--- Data records ---

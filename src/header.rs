//! Control blocks.
//!
//! Every shared payload is owned by one heap-resident `Header<T>` carrying
//! the strong and weak paired counters, the payload pointer, and two
//! type-erased destructor hooks. The hooks are monomorphised function
//! pointers installed by the flavour that allocated the block, so a single
//! non-generic release path can destroy any flavour.
//!
//! Counter protocol:
//!
//! - `strong.c2` is the global strong count; `strong.c1` is the aggregate
//!   of holds donated by atomic cells (observers that entered a cell and
//!   have not yet converted or returned their hold).
//! - A release subtracts its count in one atomic step and destroys the
//!   payload exactly when the subtraction lands on `{0, 0}`. A negative
//!   `c1` therefore pins the payload: in-flight cell observers whose holds
//!   were force-transferred by a reassigning writer keep the block alive
//!   until each of them repays `{-1, 0}`.
//! - `weak.c2` counts weak handles plus one implicit reference owned by
//!   the strong side. The payload-destroying release drops the implicit
//!   reference after the payload destructor returns, so the header is
//!   freed exactly once, strictly afterwards, by whichever weak release
//!   lands on `{0, 0}`.

use crate::paired::{AtomicPairedCount, PairedCount};
use core::alloc::Layout;
use core::mem::{ManuallyDrop, MaybeUninit};
use core::ptr;
use core::sync::atomic::{AtomicU8, Ordering};
use crossbeam_utils::Backoff;
use std::alloc::{alloc as raw_alloc, dealloc as raw_dealloc, handle_alloc_error};

/// Allocation seam for control blocks.
///
/// [`Shared::new_in`](crate::Shared::new_in) and
/// [`Shared::from_raw_in`](crate::Shared::from_raw_in) route every block
/// and payload (de)allocation through an implementation of this trait.
/// The allocator is cloned into the block so the final release can free
/// the memory it came from.
pub trait BlockAlloc: Clone {
    /// Allocates `layout` bytes. Must not return null; the implementation
    /// decides the failure mode (the default heap aborts via
    /// [`handle_alloc_error`]).
    fn allocate(&self, layout: Layout) -> *mut u8;

    /// Deallocates a block previously returned by
    /// [`allocate`](Self::allocate) with the same layout.
    ///
    /// # Safety
    ///
    /// `ptr` must come from `allocate` on this allocator with `layout`,
    /// and must not be used afterwards.
    unsafe fn deallocate(&self, ptr: *mut u8, layout: Layout);
}

/// The global heap as a [`BlockAlloc`].
#[derive(Clone, Copy, Debug, Default)]
pub struct Heap;

impl BlockAlloc for Heap {
    fn allocate(&self, layout: Layout) -> *mut u8 {
        assert!(layout.size() != 0, "zero-sized block allocation");
        // SAFETY: layout is non-zero-sized, checked above.
        let ptr = unsafe { raw_alloc(layout) };
        if ptr.is_null() {
            handle_alloc_error(layout);
        }
        ptr
    }

    unsafe fn deallocate(&self, ptr: *mut u8, layout: Layout) {
        // SAFETY: forwarded caller contract.
        unsafe { raw_dealloc(ptr, layout) };
    }
}

/// Type-erased destructor hook, installed per flavour.
type DropFn<T> = unsafe fn(*mut Header<T>);

/// The control block header. Every flavour embeds this at offset 0.
#[repr(C)]
pub(crate) struct Header<T> {
    strong: AtomicPairedCount,
    weak: AtomicPairedCount,
    /// Immutable between construction and payload destruction.
    payload: *mut T,
    drop_payload: DropFn<T>,
    drop_header: DropFn<T>,
}

impl<T> Header<T> {
    fn new(payload: *mut T, drop_payload: DropFn<T>, drop_header: DropFn<T>) -> Self {
        Self {
            // One strong reference for the initial handle; one weak
            // reference held by the strong side until the payload dies.
            strong: AtomicPairedCount::new(0, 1),
            weak: AtomicPairedCount::new(0, 1),
            payload,
            drop_payload,
            drop_header,
        }
    }

    #[inline]
    pub(crate) fn payload_ptr(&self) -> *mut T {
        self.payload
    }

    /// Adds `count` to the strong counter.
    #[inline]
    pub(crate) fn acquire(&self, count: PairedCount, order: Ordering) {
        self.strong.fetch_add(count, order);
    }

    /// Removes `n` cell-donated holds from `strong.c1`.
    ///
    /// Donations enter `c1` through `acquire({1, 1})` on the load path;
    /// this is the drain direction that takes them back out.
    #[inline]
    pub(crate) fn unhold(&self, n: i16, order: Ordering) {
        self.strong.fetch_sub(PairedCount::new(n as i32, 0), order);
    }

    /// Subtracts `count` from the strong counter; destroys the payload if
    /// the subtraction lands on `{0, 0}`, then releases the implicit weak
    /// reference (which frees the header once the last weak is gone).
    ///
    /// # Safety
    ///
    /// `this` must point to a live header, and the caller must own the
    /// references being subtracted. After the call the pointer must be
    /// considered dangling.
    pub(crate) unsafe fn release(this: *mut Self, count: PairedCount, order: Ordering) {
        // SAFETY: header is live until the counter reaches zero below.
        let old = unsafe { (*this).strong.fetch_sub(count, order) };
        if old == count {
            // Last strong reference and no outstanding holds: the payload
            // dies here, on this thread, before the implicit weak goes.
            unsafe {
                ((*this).drop_payload)(this);
                Self::release_weak(this, PairedCount::new(0, 1), Ordering::AcqRel);
            }
        }
    }

    /// Increments `strong.c2` unless it is zero. Returns `false` if the
    /// payload is already dead.
    pub(crate) fn weak_lock(&self, order: Ordering) -> bool {
        let mut cur = self.strong.load(order);
        let backoff = Backoff::new();
        loop {
            if cur.c2() == 0 {
                return false;
            }
            match self.strong.compare_exchange_weak(
                cur,
                cur.with_c2(cur.c2() + 1),
                Ordering::Relaxed,
                Ordering::Relaxed,
            ) {
                Ok(_) => return true,
                Err(seen) => {
                    cur = seen;
                    backoff.spin();
                }
            }
        }
    }

    /// Adds one weak reference.
    #[inline]
    pub(crate) fn acquire_weak(&self, order: Ordering) {
        self.weak.fetch_add(PairedCount::new(0, 1), order);
    }

    /// Subtracts `count` from the weak counter; frees the header if the
    /// subtraction lands on `{0, 0}`.
    ///
    /// # Safety
    ///
    /// As for [`release`](Self::release), on the weak counter.
    pub(crate) unsafe fn release_weak(this: *mut Self, count: PairedCount, order: Ordering) {
        // SAFETY: header is live until the counter reaches zero below.
        let old = unsafe { (*this).weak.fetch_sub(count, order) };
        if old == count {
            debug_assert!(unsafe { (*this).strong.load(Ordering::Acquire) }.is_zero());
            // SAFETY: both counters are zero; nobody can reach the block.
            unsafe { ((*this).drop_header)(this) };
        }
    }

    /// The global strong count.
    #[inline]
    pub(crate) fn use_count(&self) -> u32 {
        self.strong.load(Ordering::Relaxed).c2()
    }

    /// The global weak count, with the strong side's implicit reference
    /// hidden while the payload is alive.
    #[inline]
    pub(crate) fn weak_count(&self) -> u32 {
        let weak = self.weak.load(Ordering::Relaxed).c2();
        if self.strong.load(Ordering::Relaxed).c2() > 0 {
            // Saturating: the two relaxed loads are not a snapshot, so the
            // implicit reference may already be gone.
            weak.saturating_sub(1)
        } else {
            weak
        }
    }
}

// ---------------------------------------------------------------------------
// Flavours
// ---------------------------------------------------------------------------
//
// Each flavour is #[repr(C)] with the Header at offset 0 so the erased
// hooks can recover the concrete type from a header pointer.

/// Adopted `Box<T>` payload; payload and header freed through `Box`.
#[repr(C)]
pub(crate) struct BoxHeader<T> {
    hdr: Header<T>,
}

impl<T> BoxHeader<T> {
    pub(crate) fn create(value: Box<T>) -> *mut Header<T> {
        let payload = Box::into_raw(value);
        let block = Box::new(Self {
            hdr: Header::new(payload, Self::drop_payload, Self::drop_header),
        });
        Box::into_raw(block) as *mut Header<T>
    }

    unsafe fn drop_payload(h: *mut Header<T>) {
        // SAFETY: payload was produced by Box::into_raw in create() and is
        // destroyed at most once.
        unsafe { drop(Box::from_raw((*h).payload)) };
    }

    unsafe fn drop_header(h: *mut Header<T>) {
        // SAFETY: h was produced by Box::into_raw in create().
        unsafe { drop(Box::from_raw(h as *mut Self)) };
    }
}

/// Raw payload destroyed by a caller-supplied deleter; header freed
/// through `Box`.
#[repr(C)]
pub(crate) struct DeleterHeader<T, D> {
    hdr: Header<T>,
    deleter: ManuallyDrop<D>,
}

impl<T, D: FnOnce(*mut T)> DeleterHeader<T, D> {
    pub(crate) fn create(payload: *mut T, deleter: D) -> *mut Header<T> {
        let block = Box::new(Self {
            hdr: Header::new(payload, Self::drop_payload, Self::drop_header),
            deleter: ManuallyDrop::new(deleter),
        });
        Box::into_raw(block) as *mut Header<T>
    }

    unsafe fn drop_payload(h: *mut Header<T>) {
        let this = h as *mut Self;
        // SAFETY: the deleter is taken exactly once, here; the header's
        // Box drop below never touches it again (ManuallyDrop).
        unsafe {
            let deleter = ManuallyDrop::take(&mut (*this).deleter);
            deleter((*this).hdr.payload);
        }
    }

    unsafe fn drop_header(h: *mut Header<T>) {
        // SAFETY: h was produced by Box::into_raw in create().
        unsafe { drop(Box::from_raw(h as *mut Self)) };
    }
}

/// Raw payload destroyed in place and deallocated through a
/// [`BlockAlloc`]; header freed through `Box`.
#[repr(C)]
pub(crate) struct AllocHeader<T, A> {
    hdr: Header<T>,
    alloc: A,
}

impl<T, A: BlockAlloc> AllocHeader<T, A> {
    pub(crate) fn create(payload: *mut T, alloc: A) -> *mut Header<T> {
        let block = Box::new(Self {
            hdr: Header::new(payload, Self::drop_payload, Self::drop_header),
            alloc,
        });
        Box::into_raw(block) as *mut Header<T>
    }

    unsafe fn drop_payload(h: *mut Header<T>) {
        let this = h as *mut Self;
        // SAFETY: the payload was allocated with this allocator and the
        // layout of T, per the from_raw_in contract.
        unsafe {
            let payload = (*this).hdr.payload;
            ptr::drop_in_place(payload);
            (*this)
                .alloc
                .deallocate(payload as *mut u8, Layout::new::<T>());
        }
    }

    unsafe fn drop_header(h: *mut Header<T>) {
        // SAFETY: h was produced by Box::into_raw in create(); dropping
        // the Box also drops the allocator.
        unsafe { drop(Box::from_raw(h as *mut Self)) };
    }
}

/// Payload co-located with the header; both allocated in one `Box`.
#[repr(C)]
pub(crate) struct InPlaceHeader<T> {
    hdr: Header<T>,
    payload: MaybeUninit<T>,
}

impl<T> InPlaceHeader<T> {
    pub(crate) fn create(value: T) -> *mut Header<T> {
        let block = Box::new(Self {
            hdr: Header::new(ptr::null_mut(), Self::drop_payload, Self::drop_header),
            payload: MaybeUninit::new(value),
        });
        let raw = Box::into_raw(block);
        // The payload pointer aims back into the block, so it can only be
        // written once the block has its final address.
        unsafe { (*raw).hdr.payload = ptr::addr_of_mut!((*raw).payload) as *mut T };
        raw as *mut Header<T>
    }

    unsafe fn drop_payload(h: *mut Header<T>) {
        // SAFETY: the payload lives inside the block and is destroyed at
        // most once; the memory itself stays until drop_header.
        unsafe { ptr::drop_in_place((*h).payload) };
    }

    unsafe fn drop_header(h: *mut Header<T>) {
        // SAFETY: h was produced by Box::into_raw in create(); the
        // MaybeUninit field does not double-drop the payload.
        unsafe { drop(Box::from_raw(h as *mut Self)) };
    }
}

/// Payload co-located with the header, allocated through a
/// [`BlockAlloc`], destruction ordered by an explicit state machine.
///
/// The machine exists because payload and header destruction can be
/// driven from two sides at once: the state carries
/// `LIVE → DESTROYING → DESTROYED` on the payload axis, `WANT_HEADER`
/// orthogonally, and the block is freed by whichever side observes the
/// second of `{DESTROYED, WANT_HEADER}`.
#[repr(C)]
pub(crate) struct ShareableHeader<T, A> {
    hdr: Header<T>,
    state: AtomicU8,
    alloc: ManuallyDrop<A>,
    payload: MaybeUninit<T>,
}

const DESTROYING: u8 = 1;
const DESTROYED: u8 = 2;
const WANT_HEADER: u8 = 4;

impl<T, A: BlockAlloc> ShareableHeader<T, A> {
    pub(crate) fn create(value: T, alloc: A) -> *mut Header<T> {
        let layout = Layout::new::<Self>();
        let raw = alloc.allocate(layout) as *mut Self;
        // SAFETY: raw is a fresh, exclusive allocation of our own layout.
        unsafe {
            raw.write(Self {
                hdr: Header::new(ptr::null_mut(), Self::drop_payload, Self::drop_header),
                state: AtomicU8::new(0),
                alloc: ManuallyDrop::new(alloc),
                payload: MaybeUninit::new(value),
            });
            (*raw).hdr.payload = ptr::addr_of_mut!((*raw).payload) as *mut T;
        }
        raw as *mut Header<T>
    }

    unsafe fn drop_payload(h: *mut Header<T>) {
        let this = h as *mut Self;
        // SAFETY: called exactly once, by the release that zeroed the
        // strong counter.
        unsafe {
            let old = (*this).state.fetch_or(DESTROYING, Ordering::AcqRel);
            debug_assert_eq!(old & (DESTROYING | DESTROYED), 0);

            ptr::drop_in_place((*this).hdr.payload);

            let old = (*this)
                .state
                .fetch_xor(DESTROYING | DESTROYED, Ordering::AcqRel);
            debug_assert_eq!(old & (DESTROYING | DESTROYED), DESTROYING);

            // A weak release may have claimed header destruction while the
            // payload destructor was running; that burden is now ours.
            if old & WANT_HEADER != 0 {
                Self::free(this);
            }
        }
    }

    unsafe fn drop_header(h: *mut Header<T>) {
        let this = h as *mut Self;
        // SAFETY: called exactly once, by the weak release that zeroed the
        // weak counter.
        unsafe {
            let old = (*this).state.fetch_or(WANT_HEADER, Ordering::AcqRel);
            debug_assert_ne!(old & (DESTROYING | DESTROYED), 0);

            // Payload destructor still running: its thread frees for us.
            if old & DESTROYING != 0 {
                return;
            }
            Self::free(this);
        }
    }

    unsafe fn free(this: *mut Self) {
        // SAFETY: both destruction flags observed; nobody else touches the
        // block. The allocator is moved out before its memory goes away.
        unsafe {
            let alloc = ManuallyDrop::take(&mut (*this).alloc);
            alloc.deallocate(this as *mut u8, Layout::new::<Self>());
        }
    }
}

---

Aim of the task ->
The entries above hold a line with "returned their hold)." and a later line with "must come from". Write out exactly those lines and all lines between, nothing more.

Answer for this exercise ->
//!   have not yet converted or returned their hold).
//! - A release subtracts its count in one atomic step and destroys the
//!   payload exactly when the subtraction lands on `{0, 0}`. A negative
//!   `c1` therefore pins the payload: in-flight cell observers whose holds
//!   were force-transferred by a reassigning writer keep the block alive
//!   until each of them repays `{-1, 0}`.
//! - `weak.c2` counts weak handles plus one implicit reference owned by
//!   the strong side. The payload-destroying release drops the implicit
//!   reference after the payload destructor returns, so the header is
//!   freed exactly once, strictly afterwards, by whichever weak release
//!   lands on `{0, 0}`.

use crate::paired::{AtomicPairedCount, PairedCount};
use core::alloc::Layout;
use core::mem::{ManuallyDrop, MaybeUninit};
use core::ptr;
use core::sync::atomic::{AtomicU8, Ordering};
use crossbeam_utils::Backoff;
use std::alloc::{alloc as raw_alloc, dealloc as raw_dealloc, handle_alloc_error};

/// Allocation seam for control blocks.
///
/// [`Shared::new_in`](crate::Shared::new_in) and
/// [`Shared::from_raw_in`](crate::Shared::from_raw_in) route every block
/// and payload (de)allocation through an implementation of this trait.
/// The allocator is cloned into the block so the final release can free
/// the memory it came from.
pub trait BlockAlloc: Clone {
    /// Allocates `layout` bytes. Must not return null; the implementation
    /// decides the failure mode (the default heap aborts via
    /// [`handle_alloc_error`]).
    fn allocate(&self, layout: Layout) -> *mut u8;

    /// Deallocates a block previously returned by
    /// [`allocate`](Self::allocate) with the same layout.
    ///
    /// # Safety
    ///
    /// `ptr` must come from `allocate` on this allocator with `layout`,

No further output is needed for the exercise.